It can be easily checked that
$$
r_+ (x)-r_- (x)=2\pi P\delta (x)~~ \mbox{and}~~Pr_+ (x)P=-r_- (-x).
$$
In the region of convergence $r_\pm (x)$ coincide with the standard 
trigonometric $r$-matrix for the affine Lie algebra. 
The Poisson subalgebra generated by $A(x)$ was introduced in \cite{SR} 
to describe the Poisson structure of $\widehat{GL(N)}^*$.

Assuming the expansions
$$
A(x)=I+\gamma J(x)+\ldots,~~C(x)=g(x)+\ldots,~~
2\Delta=\gamma k,
$$
where $k$ is a (fixed) central charge,  in the 
deformation limit $\gamma\to 0$ we recover the 
standard Poisson structure on the cotangent 
bundle $T^*\widehat{GL(N)}$ over the level k centrally extended current 
group $\widehat{GL(N)}$. 

The action of the current group $\widetilde{GL(N)}$ on HD:
\begin{eqnarray*} 
A(x)&\to &T^{-1}(x-\del )A(x)T(x+\del ),\\
C(x)&\to &T^{-1}(x-\del )C(x)T(x-\del )
\end{eqnarray*} 
is Poissonian. Thereby, we can consider the Poisson reduction 
of HD over the action of $\widetilde{GL(N)}$.

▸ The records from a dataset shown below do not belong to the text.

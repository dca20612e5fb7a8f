//! keylink key hierarchy.
//!
//! Stateless cryptographic operations shared by every device of an account:
//! root key generation, versioned key derivation, X25519 ephemeral agreement,
//! session key derivation, ChaCha20-Poly1305 sealing, pairing codes and the
//! short authentication string (SAS).
//!
//! Every function here is pure apart from the CSPRNG-backed generators.

#![forbid(unsafe_code)]

pub mod error;
pub mod rng;
pub mod hash;
pub mod transcript;

pub mod keys;
pub mod exchange;
pub mod aead;

pub mod pairing_code;
pub mod sas;

pub mod encoding;
pub mod utils;

#[cfg(test)]
mod proptests;

pub use error::{CryptoError, CryptoResult};
pub use exchange::{
    compute_shared_secret, generate_ephemeral_keypair, EphemeralKeyPair, PublicKey, SharedSecret,
};
pub use keys::{
    derive_key, derive_session_key, generate_device_id, generate_root_key, DerivedKey, RootKey,
    SessionKey, KEY_LEN,
};
pub use pairing_code::{
    generate_pairing_code, hash_pairing_code, normalize_pairing_code, PairingCode,
};
pub use sas::compute_sas;
//! Constant-time comparison helpers.

use constant_time_eq::constant_time_eq;

/// Compare two byte slices without leaking where they differ.
///
/// ```rust
/// use keylink_crypto::utils::constant_time_compare;
///
/// assert!(constant_time_compare(b"abc", b"abc"));
/// assert!(!constant_time_compare(b"abc", b"abd"));
/// ```
pub fn constant_time_compare(a: &[u8], b: &[u8]) -> bool {
    constant_time_eq(a, b)
}

pub fn constant_time_compare_array<const N: usize>(a: &[u8; N], b: &[u8; N]) -> bool {
    constant_time_eq(a, b)
}

/// Constant-time equality of two strings, e.g. hex code hashes.
pub fn constant_time_eq_str(a: &str, b: &str) -> bool {
    constant_time_eq(a.as_bytes(), b.as_bytes())
}
//! Wire shapes shared by the client and the relay.
//!
//! JSON field names are camelCase; key material is always base64 text.

use chrono::{DateTime, Utc};
use serde::{Deserialize, Serialize};

/// Payload type of the message carrying the account root key.
pub const KEY_TRANSFER: &str = "key-transfer";

#[derive(Debug, Clone, Copy, PartialEq, Eq, Hash, Serialize, Deserialize)]
#[serde(rename_all = "lowercase")]
pub enum TrustState {
    Untrusted,
    Pending,
    Trusted,
    Revoked,
    Recovery,
}

impl std::fmt::Display for TrustState {
    fn fmt(&self, f: &mut std::fmt::Formatter<'_>) -> std::fmt::Result {
        let s = match self {
            TrustState::Untrusted => "untrusted",
            TrustState::Pending => "pending",
            TrustState::Trusted => "trusted",
            TrustState::Revoked => "revoked",
            TrustState::Recovery => "recovery",
        };
        f.write_str(s)
    }
}

#[derive(Debug, Clone, PartialEq, Eq, Serialize, Deserialize)]
#[serde(rename_all = "camelCase")]
pub struct DeviceInfo {
    pub name: String,
    pub platform: String,
    pub app_version: String,
    #[serde(default, skip_serializing_if = "Option::is_none")]
    pub os_version: Option<String>,
}

#[derive(Debug, Clone, PartialEq, Eq, Serialize, Deserialize)]
#[serde(rename_all = "camelCase")]
pub struct Device {
    pub id: String,
    pub user_id: String,
    pub name: String,
    pub platform: String,
    pub app_version: String,
    pub os_version: Option<String>,
    pub trust_state: TrustState,
    pub trusted_key_version: Option<u32>,
    pub last_seen_at: DateTime<Utc>,
    pub created_at: DateTime<Utc>,
}

/// Account-level encryption state.
#[derive(Debug, Clone, PartialEq, Eq, Serialize, Deserialize)]
#[serde(rename_all = "camelCase")]
pub struct SyncStatus {
    pub encryption_enabled: bool,
    pub current_key_version: u32,
    pub require_verification: bool,
    pub pairing_ttl_seconds: u64,
    pub reset_at: Option<DateTime<Utc>>,
}

/// Partial update of the account pairing policy.
#[derive(Debug, Clone, Default, PartialEq, Eq, Serialize, Deserialize)]
#[serde(rename_all = "camelCase")]
pub struct PairingPolicy {
    #[serde(default, skip_serializing_if = "Option::is_none")]
    pub require_verification: Option<bool>,
    #[serde(default, skip_serializing_if = "Option::is_none")]
    pub pairing_ttl_seconds: Option<u64>,
}

#[derive(Debug, Clone, Copy, PartialEq, Eq, Hash, Serialize, Deserialize)]
#[serde(rename_all = "SCREAMING_SNAKE_CASE")]
pub enum SessionStatus {
    Created,
    Claimed,
    SasPending,
    Approved,
    Completed,
    Cancelled,
    Expired,
}

impl SessionStatus {
    pub fn is_terminal(self) -> bool {
        matches!(
            self,
            SessionStatus::Completed | SessionStatus::Cancelled | SessionStatus::Expired
        )
    }
}

#[derive(Debug, Clone, Copy, PartialEq, Eq, Serialize, Deserialize)]
#[serde(rename_all = "lowercase")]
pub enum Role {
    Issuer,
    Claimer,
}

/// A relayed, opaque pairing message.
#[derive(Debug, Clone, PartialEq, Eq, Serialize, Deserialize)]
#[serde(rename_all = "camelCase")]
pub struct PairingMessage {
    pub id: String,
    pub sequence: u64,
    pub from_device_id: String,
    pub to_device_id: String,
    pub payload_type: String,
    /// Base64 ciphertext.
    pub payload: String,
    pub created_at: DateTime<Utc>,
}

/// A message as submitted by a participant. The id is chosen by the sender
/// so a resubmission after a transport failure is recognised.
#[derive(Debug, Clone, PartialEq, Eq, Serialize, Deserialize)]
#[serde(rename_all = "camelCase")]
pub struct OutgoingMessage {
    pub id: String,
    pub to_device_id: String,
    pub payload_type: String,
    pub payload: String,
}

#[derive(Debug, Clone, PartialEq, Eq, Serialize, Deserialize)]
#[serde(rename_all = "camelCase")]
pub struct CreatedSession {
    pub session_id: String,
    pub expires_at: DateTime<Utc>,
    pub requires_verification: bool,
}

#[derive(Debug, Clone, PartialEq, Eq, Serialize, Deserialize)]
#[serde(rename_all = "camelCase")]
pub struct ClaimResponse {
    pub session_id: String,
    pub issuer_device_id: String,
    pub issuer_public_key: String,
    pub requires_verification: bool,
    pub expires_at: DateTime<Utc>,
}

#[derive(Debug, Clone, PartialEq, Eq, Serialize, Deserialize)]
#[serde(rename_all = "camelCase")]
pub struct PollResponse {
    pub status: SessionStatus,
    pub expires_at: DateTime<Utc>,
    pub requires_verification: bool,
    pub peer_device_id: Option<String>,
    pub peer_public_key: Option<String>,
    pub messages: Vec<PairingMessage>,
}

/// Client-side progress of a pairing attempt, as shown to the user.
#[derive(Debug, Clone, Copy, PartialEq, Eq, Hash, Serialize, Deserialize)]
#[serde(rename_all = "camelCase")]
pub enum PairingPhase {
    AwaitingClaim,
    Verifying,
    ReadyToApprove,
    KeySent,
    AwaitingApproval,
    Completed,
    Cancelled,
    Expired,
    Failed,
}

impl PairingPhase {
    pub fn is_terminal(self) -> bool {
        matches!(
            self,
            PairingPhase::Completed
                | PairingPhase::Cancelled
                | PairingPhase::Expired
                | PairingPhase::Failed
        )
    }
}

#[cfg(test)]
mod tests {
    use super::*;

    #[test]
    fn test_device_json_is_camel_case() {
        let now = Utc::now();
        let device = Device {
            id: "d1".into(),
            user_id: "u1".into(),
            name: "Laptop".into(),
            platform: "linux".into(),
            app_version: "1.0.0".into(),
            os_version: None,
            trust_state: TrustState::Pending,
            trusted_key_version: None,
            last_seen_at: now,
            created_at: now,
        };
        let json = serde_json::to_value(&device).unwrap();
        assert_eq!(json["trustState"], "pending");
        assert!(json.get("appVersion").is_some());
        assert!(json.get("trustedKeyVersion").is_some());
        let back: Device = serde_json::from_value(json).unwrap();
        assert_eq!(back, device);
    }

    #[test]
    fn test_session_status_wire_names() {
        assert_eq!(
            serde_json::to_string(&SessionStatus::SasPending).unwrap(),
            "\"SAS_PENDING\""
        );
        assert!(SessionStatus::Expired.is_terminal());
        assert!(!SessionStatus::Approved.is_terminal());
    }
}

The momentum map taking value in 
$\widetilde{GL(N)}^*$ reads as follows:
$$
M(x)=A^{-1}(x-\del )C(x-\del )A(x-\del )C^{-1}(x+\del ).
$$
It is easy to check that $M(x)$ does generate the action of the current 
group.
We fix the value of $M(x)$ as:
\begin{equation} 
M(x)=e^{ih}( 1-2\pi i \delta_\varepsilon (x)
\frac{1-e^{-ix}}{i} K).
\label{m}\end{equation} 
Here $h$ and $\varepsilon$ are arbitrary complex numbers, 
$$
\delta_\varepsilon (x)=\frac 1 \varepsilon \left(
\theta (x+\frac\varepsilon 2) -\theta (x-\frac\varepsilon 2) \right)
=\frac1{2\pi i \varepsilon }\sum^{n=+\infty}_{n=-\infty} \frac1n 
(e^{in\frac\varepsilon 2} -e^{-in\frac\varepsilon 2}) e^{inx}, 
$$ 
and 
$K$ is a constant matrix $K=e\otimes e^t$, where $e$ is the 
$N$-dimensional vector with entries $e_i = 1/\sqrt{N}$
\footnote{It is worthwhile to note that in the deformation limit 
$\gamma \to 0, ~~\frac h\gamma \to {\mbox const}, ~~\frac \varepsilon\gamma 
\to {\mbox const}$ the constraint (\ref{m}) reduces to the one used in
\cite{GN} to get the trigonometric Ruijsenaars model.}

Although eq.(\ref{m}) can be solved for any value of $\varepsilon$,
the reduced phase space remains to be 
infinite dimensional after performing the factorization procedure .  
To extract a finite dimensional phase space let us carry out the 
following trick. By multiplying the both sides of (\ref{m}) on
$ C(x+\del)$, one gets
\begin{eqnarray}
C(x+\del)-e^{-ih}A^{-1}(x-\del)C(x-\del)A(x-\del)
=2\pi i \delta_\varepsilon (x) K\frac{1-e^{-ix}}{i}C(x+\del).
\label{fe}
\end{eqnarray}
The l.h.s. of this equation
does not have any explicit dependence on $\varepsilon$.
As to the r.h.s., when $\varepsilon$ tends to zero, 
$\delta_\varepsilon (x)$ tends to $\delta(x)$ and the 
r.h.s. is well defined only if the function 
$\frac{1-e^{-ix}}{i}C(x+\del)$ is well 
defined at $x=0$. Hence, this equation 
can be solved only for meromorphic functions $C(x+\del)$  
 with poles of the first order. In this case 
$\lim_{\varepsilon \to 0} 
\delta_\varepsilon (x)\frac{1-e^{-ix}}{i}C(x+\del)= 
\delta (x){\mbox {Res}}_{x=0} C(x+\del)$.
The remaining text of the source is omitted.